◆ WHAT YOU NEED TO DO
All lines holding the word "VerificationError" in the listing below need to be copied.

◆ ENTRIES SUPPLIED

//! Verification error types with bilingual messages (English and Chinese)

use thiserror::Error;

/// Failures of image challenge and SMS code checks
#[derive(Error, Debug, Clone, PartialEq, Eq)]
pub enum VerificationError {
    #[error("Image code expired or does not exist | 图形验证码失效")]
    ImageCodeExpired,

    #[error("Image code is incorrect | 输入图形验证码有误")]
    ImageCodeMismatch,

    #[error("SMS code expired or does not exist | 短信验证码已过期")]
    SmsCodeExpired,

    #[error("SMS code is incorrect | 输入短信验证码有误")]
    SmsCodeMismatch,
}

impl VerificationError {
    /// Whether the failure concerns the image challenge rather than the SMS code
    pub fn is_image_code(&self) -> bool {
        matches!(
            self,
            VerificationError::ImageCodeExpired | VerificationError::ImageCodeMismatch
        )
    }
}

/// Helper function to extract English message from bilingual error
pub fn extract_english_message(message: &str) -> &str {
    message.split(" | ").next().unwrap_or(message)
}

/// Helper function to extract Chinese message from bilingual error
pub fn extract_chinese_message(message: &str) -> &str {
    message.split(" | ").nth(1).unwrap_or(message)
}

◆ SOLUTION BELOW
pub enum VerificationError {
impl VerificationError {
            VerificationError::ImageCodeExpired | VerificationError::ImageCodeMismatch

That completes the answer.